A new ASB exposure draft (ED) proposes revising AT section 501, “Reporting on an Entity’s Internal Control Over Financial Reporting,” of SSAE no. 10, Attestation Standards: Revision and Recodification, for audits of nonissuers only. The ED is based largely on the original draft, dated March 18, 2003, and revised to reflect guidance from PCAOB Auditing Standard no. 2, which the board believes would be applicable and appropriate for examinations of nonissuers. An accompanying document, “A Framework for Assessing Control Exceptions and Deficiencies,” is designed to help practitioners apply the proposed SSAE. Comments are due April 30, 2006.
The PCAOB reported its findings from monitoring auditors’ implementation of Auditing Standard no. 2, An Audit of Internal Control Over Financial Reporting Performed in Conjunction with an Audit of Financial Statements ( www.pcaobus.org/rules/docket_014/2005-11-30_release_2005-023.pdf ). The board found that because firms had had inadequate time and experience in this first year of implementing the standard, some audits were not as efficient and effective as they should have been.

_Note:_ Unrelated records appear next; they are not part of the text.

impl Bot {
    /// Starts configuring a bot for the given token.
    pub fn builder(token: impl Into<String>) -> BotBuilder {
        BotBuilder::new(token)
    }

    /// The bot's own identity.
    pub fn me(&self) -> User {
        self.inner.me.read().clone()
    }

    pub(crate) fn username(&self) -> String {
        self.inner.me.read().username.clone().unwrap_or_default()
    }

    // -------------------------------------------------------------------------
    // Registration
    // -------------------------------------------------------------------------

    /// Registers `handler` for `endpoint` with optional per-handler
    /// middleware. Engine-level middleware installed via [`Bot::use_middleware`]
    /// is prepended at registration time; later `use_middleware` calls do
    /// not affect handlers already registered.
    pub fn handle(
        &self,
        endpoint: impl IntoEndpoint,
        handler: HandlerFn,
        middleware: Vec<MiddlewareFn>,
    ) {
        let mut chain = self.inner.group_middleware.lock().clone();
        chain.extend(middleware);
        self.inner.registry.register(endpoint.into_endpoint(), handler, chain);
    }

    /// Appends engine-level middleware, applied to every handler
    /// registered afterwards.
    pub fn use_middleware(&self, middleware: MiddlewareFn) {
        self.inner.group_middleware.lock().push(middleware);
    }

    /// A handler group with its own middleware stack.
    pub fn group(&self) -> Group {
        Group { bot: self.clone(), middleware: Vec::new() }
    }

    /// Replaces the error sink.
    pub fn on_error(&self, sink: ErrorSink) {
        *self.inner.on_error.write() = sink;
    }

    // -------------------------------------------------------------------------
    // Runtime control
    // -------------------------------------------------------------------------

    /// Runs the dispatch loop until [`Bot::stop`] is called or the update
    /// source exhausts. Requires a configured source.
    pub async fn start(&self) -> Result<(), ApiError> {
        let source = self
            .inner
            .source
            .clone()
            .ok_or_else(|| ApiError::Other("no update source configured".into()))?;

        let cancel = CancellationToken::new();
        let (confirm_tx, confirm_rx) = watch::channel(false);
        {
            let mut stop = self.inner.stop.lock();
            if stop.is_some() {
                return Err(ApiError::Other("bot is already running".into()));
            }
            *stop = Some(StopHandle { cancel: cancel.clone(), confirm: confirm_rx });
        }

        let (tx, mut rx) = mpsc::channel(self.inner.updates);
        let producer = tokio::spawn({
            let cancel = cancel.clone();
            let bot = self.clone();
            async move { source.run(bot, tx, cancel).await }
        });

        tracing::info!(updates = self.inner.updates, "dispatch loop started");
        loop {
            tokio::select! {
                _ = cancel.cancelled() => break,
                update = rx.recv() => match update {
                    Some(update) => {
                        self.process_update(update).await;
                    }
                    None => break,
                },
            }
        }

        cancel.cancel();
        let _ = producer.await;

        if self.inner.await_tasks_on_stop {
            self.inner.tracker.close();
            self.inner.tracker.wait().await;
            self.inner.tracker.reopen();
        }

        let _ = confirm_tx.send(true);
        *self.inner.stop.lock() = None;
        tracing::info!("dispatch loop stopped");
        Ok(())
    }

    /// Signals shutdown and waits until the dispatch loop confirms exit.
    /// A no-op when the bot is not running.
    pub async fn stop(&self) {
        let Some(handle) = self.inner.stop.lock().clone() else {
            return;
        };
        handle.cancel.cancel();
        let mut confirm = handle.confirm;
        while !*confirm.borrow() {
            if confirm.changed().await.is_err() {
                return;
            }
        }
    }

    // -------------------------------------------------------------------------
    // Dispatcher plumbing
    // -------------------------------------------------------------------------

    pub(crate) fn lookup(&self, endpoint: &str) -> Option<(HandlerFn, Vec<MiddlewareFn>)> {
        self.inner.registry.lookup(endpoint)
    }

    pub(crate) fn registered(&self, endpoint: &str) -> bool {
        self.inner.registry.contains(endpoint)
    }

    pub(crate) fn acquire_context(&self, update: Update) -> Context {
        self.inner.pool.acquire(self.clone(), update)
    }

    pub(crate) fn release_context(&self, ctx: Context) {
        self.inner.pool.release(ctx);
    }

    pub(crate) fn sink_error(&self, err: &ApiError, ctx: Option<&Context>) {
        let sink = self.inner.on_error.read().clone();
        sink(err, ctx);
    }

    pub(crate) fn synchronous(&self) -> bool {
        self.inner.synchronous
    }

    pub(crate) fn tracker(&self) -> &TaskTracker {
        &self.inner.tracker
    }

    // -------------------------------------------------------------------------
    // Raw API
    // -------------------------------------------------------------------------

    /// Calls an API method with already-assembled parameters and returns
    /// the `result` payload.
    pub async fn raw(&self, method: &str, params: Value) -> Result<Value, ApiError> {
        let url = format!("{}/bot{}/{}", self.inner.api_url, self.inner.token, method);
        let bytes = self.inner.codec.marshal(&params)?;
        let response = self
            .inner
            .transport
            .execute(ApiRequest {
                url,
                body: RequestBody::Encoded {
                    content_type: self.inner.codec.content_type(),
                    bytes,
                },
            })
            .await?;
        let value = self.inner.codec.unmarshal(&response.body)?;
        check_response(value)
    }

    /// Probes the platform for the bot's own identity.
    pub async fn get_me(&self) -> Result<User, ApiError> {
        let result = self.raw("getMe", json!({})).await?;
        Ok(serde_json::from_value(result)?)
    }

    // -------------------------------------------------------------------------
    // Messaging
    // -------------------------------------------------------------------------

    /// Sends a text message to `to`.
    pub async fn send(
        &self,
        to: &dyn Recipient,
        text: impl Into<String>,
        opts: &SendOptions,
    ) -> Result<Message, ApiError> {
        let mut params = serde_json::Map::new();
        params.insert("chat_id".into(), to.recipient().into());
        params.insert("text".into(), text.into().into());
        if opts.parse_mode.is_none() {
            if let Some(mode) = self.inner.parse_mode {
                params.insert("parse_mode".into(), mode.as_str().into());
            }
        }
        opts.apply(&mut params);
        extract_message(self.raw("sendMessage", Value::Object(params)).await?)
    }

    /// Sends a reply to `msg` in its chat.
    pub async fn reply(
        &self,
        msg: &Message,
        text: impl Into<String>,
        opts: &SendOptions,
    ) -> Result<Message, ApiError> {
        let mut opts = opts.clone();
        opts.reply_to = Some(msg.id);
        self.send(&msg.chat, text, &opts).await
    }

    /// Forwards `msg` to `to`.
    pub async fn forward(&self, to: &dyn Recipient, msg: &Message) -> Result<Message, ApiError> {
        let params = json!({
            "chat_id": to.recipient(),
            "from_chat_id": msg.chat.id.to_string(),
            "message_id": msg.id,
        });
        extract_message(self.raw("forwardMessage", params).await?)
    }

    /// Copies `msg` to `to` without a forward header.
    pub async fn copy(&self, to: &dyn Recipient, msg: &Message) -> Result<(), ApiError> {
        let params = json!({
            "chat_id": to.recipient(),
            "from_chat_id": msg.chat.id.to_string(),
            "message_id": msg.id,
        });
        self.raw("copyMessage", params).await.map(|_| ())
    }

    /// Edits the text of an editable message.
    pub async fn edit_text(
        &self,
        what: &dyn Editable,
        text: impl Into<String>,
        opts: &SendOptions,
    ) -> Result<Message, ApiError> {
        let mut params = serde_json::Map::new();
        sig_params(what, &mut params);
        params.insert("text".into(), text.into().into());
        opts.apply(&mut params);
        extract_message(self.raw("editMessageText", Value::Object(params)).await?)
    }

    /// Replaces the inline keyboard of an editable message.
    pub async fn edit_reply_markup(
        &self,
        what: &dyn Editable,
        markup: Option<&crate::options::ReplyMarkup>,
    ) -> Result<Message, ApiError> {
        let mut params = serde_json::Map::new();
        sig_params(what, &mut params);
        if let Some(markup) = markup {
            params.insert("reply_markup".into(), serde_json::to_value(markup)?);
        }
        extract_message(self.raw("editMessageReplyMarkup", Value::Object(params)).await?)
    }

    /// Deletes `msg`.
    pub async fn delete(&self, msg: &Message) -> Result<(), ApiError> {
        let params = json!({ "chat_id": msg.chat.id.to_string(), "message_id": msg.id });
        self.raw("deleteMessage", params).await.map(|_| ())
    }

    /// Shows a chat action ("typing…") in `to`.
    pub async fn notify(&self, to: &dyn Recipient, action: ChatAction) -> Result<(), ApiError> {
        let params = json!({
            "chat_id": to.recipient(),
            "action": serde_json::to_value(action)?,
        });
        self.raw("sendChatAction", params).await.map(|_| ())
    }

    /// Pins `msg` in its chat.
    pub async fn pin(&self, msg: &Message) -> Result<(), ApiError> {
        let params = json!({ "chat_id": msg.chat.id.to_string(), "message_id": msg.id });
        self.raw("pinChatMessage", params).await.map(|_| ())
    }

    /// Unpins the given message in `to`, or the most recent pin when
    /// `message_id` is `None`.
    pub async fn unpin(&self, to: &dyn Recipient, message_id: Option<i64>) -> Result<(), ApiError> {
        let mut params = serde_json::Map::new();
        params.insert("chat_id".into(), to.recipient().into());
        if let Some(id) = message_id {
            params.insert("message_id".into(), id.into());
        }
        self.raw("unpinChatMessage", Value::Object(params)).await.map(|_| ())
    }

    pub async fn unpin_all(&self, to: &dyn Recipient) -> Result<(), ApiError> {
        let params = json!({ "chat_id": to.recipient() });
        self.raw("unpinAllChatMessages", params).await.map(|_| ())
    }

    /// Makes the bot leave the chat.
    pub async fn leave(&self, to: &dyn Recipient) -> Result<(), ApiError> {
        let params = json!({ "chat_id": to.recipient() });
        self.raw("leaveChat", params).await.map(|_| ())
    }

    // -------------------------------------------------------------------------
    // Query answers
    // -------------------------------------------------------------------------

    /// Answers a callback query; `text` shows as a notification or alert.
    pub async fn respond(&self, cb: &Callback, text: Option<&str>) -> Result<(), ApiError> {
        let mut params = serde_json::Map::new();
        params.insert("callback_query_id".into(), cb.id.clone().into());
        if let Some(text) = text {
            params.insert("text".into(), text.into());
        }
        self.raw("answerCallbackQuery", Value::Object(params)).await.map(|_| ())
    }

    /// Answers an inline query with pre-built result objects.
    pub async fn answer(&self, query_id: &str, results: Value) -> Result<(), ApiError> {
        let params = json!({ "inline_query_id": query_id, "results": results });
        self.raw("answerInlineQuery", params).await.map(|_| ())
    }

    /// Approves or declines a chat join request.
    pub async fn accept(&self, req: &ChatJoinRequest, approve: bool) -> Result<(), ApiError> {
        let method = if approve { "approveChatJoinRequest" } else { "declineChatJoinRequest" };
        let params = json!({
            "chat_id": req.chat.id.to_string(),
            "user_id": req.sender.id,
        });
        self.raw(method, params).await.map(|_| ())
    }

    /// Answers a shipping query. `ok` false requires an error message.
    pub async fn ship(
        &self,
        query_id: &str,
        ok: bool,
        error_message: Option<&str>,
    ) -> Result<(), ApiError> {
        let mut params = serde_json::Map::new();
        params.insert("shipping_query_id".into(), query_id.into());
        params.insert("ok".into(), ok.into());
        if let Some(message) = error_message {
            params.insert("error_message".into(), message.into());
        }
        self.raw("answerShippingQuery", Value::Object(params)).await.map(|_| ())
    }

    /// Answers a pre-checkout query.
    pub async fn checkout(
        &self,
        query_id: &str,
        ok: bool,
        error_message: Option<&str>,
    ) -> Result<(), ApiError> {
        let mut params = serde_json::Map::new();
        params.insert("pre_checkout_query_id".into(), query_id.into());
        params.insert("ok".into(), ok.into());
        if let Some(message) = error_message {
            params.insert("error_message".into(), message.into());
        }
        self.raw("answerPreCheckoutQuery", Value::Object(params)).await.map(|_| ())
    }

    // -------------------------------------------------------------------------
    // Command management
    // -------------------------------------------------------------------------

    /// Fetches the command list registered with the platform.
    pub async fn commands(&self) -> Result<Vec<BotCommand>, ApiError> {
        let result = self.raw("getMyCommands", json!({})).await?;
        Ok(serde_json::from_value(result)?)
    }

    /// Replaces the command list shown in client UIs.
    pub async fn set_commands(&self, commands: &[BotCommand]) -> Result<(), ApiError> {
        let params = json!({ "commands": serde_json::to_value(commands)? });
        self.raw("setMyCommands", params).await.map(|_| ())
    }

    /// Clears the registered command list.
    pub async fn delete_commands(&self) -> Result<(), ApiError> {
        self.raw("deleteMyCommands", json!({})).await.map(|_| ())
    }
}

Some auditors failed to integrate their audits of internal controls with those of financial statements; to evaluate company-level controls before working down to their transaction-level counterparts; to vary the nature, timing and extent of testing to reflect the level of risk; to test controls thoroughly by tracing a transaction from beginning to end; and to efficiently use the work of others as permitted by Standard no. 2. The board said it was aware that firms have enhanced their audit methodologies and training materials to improve the quality of their internal control audits.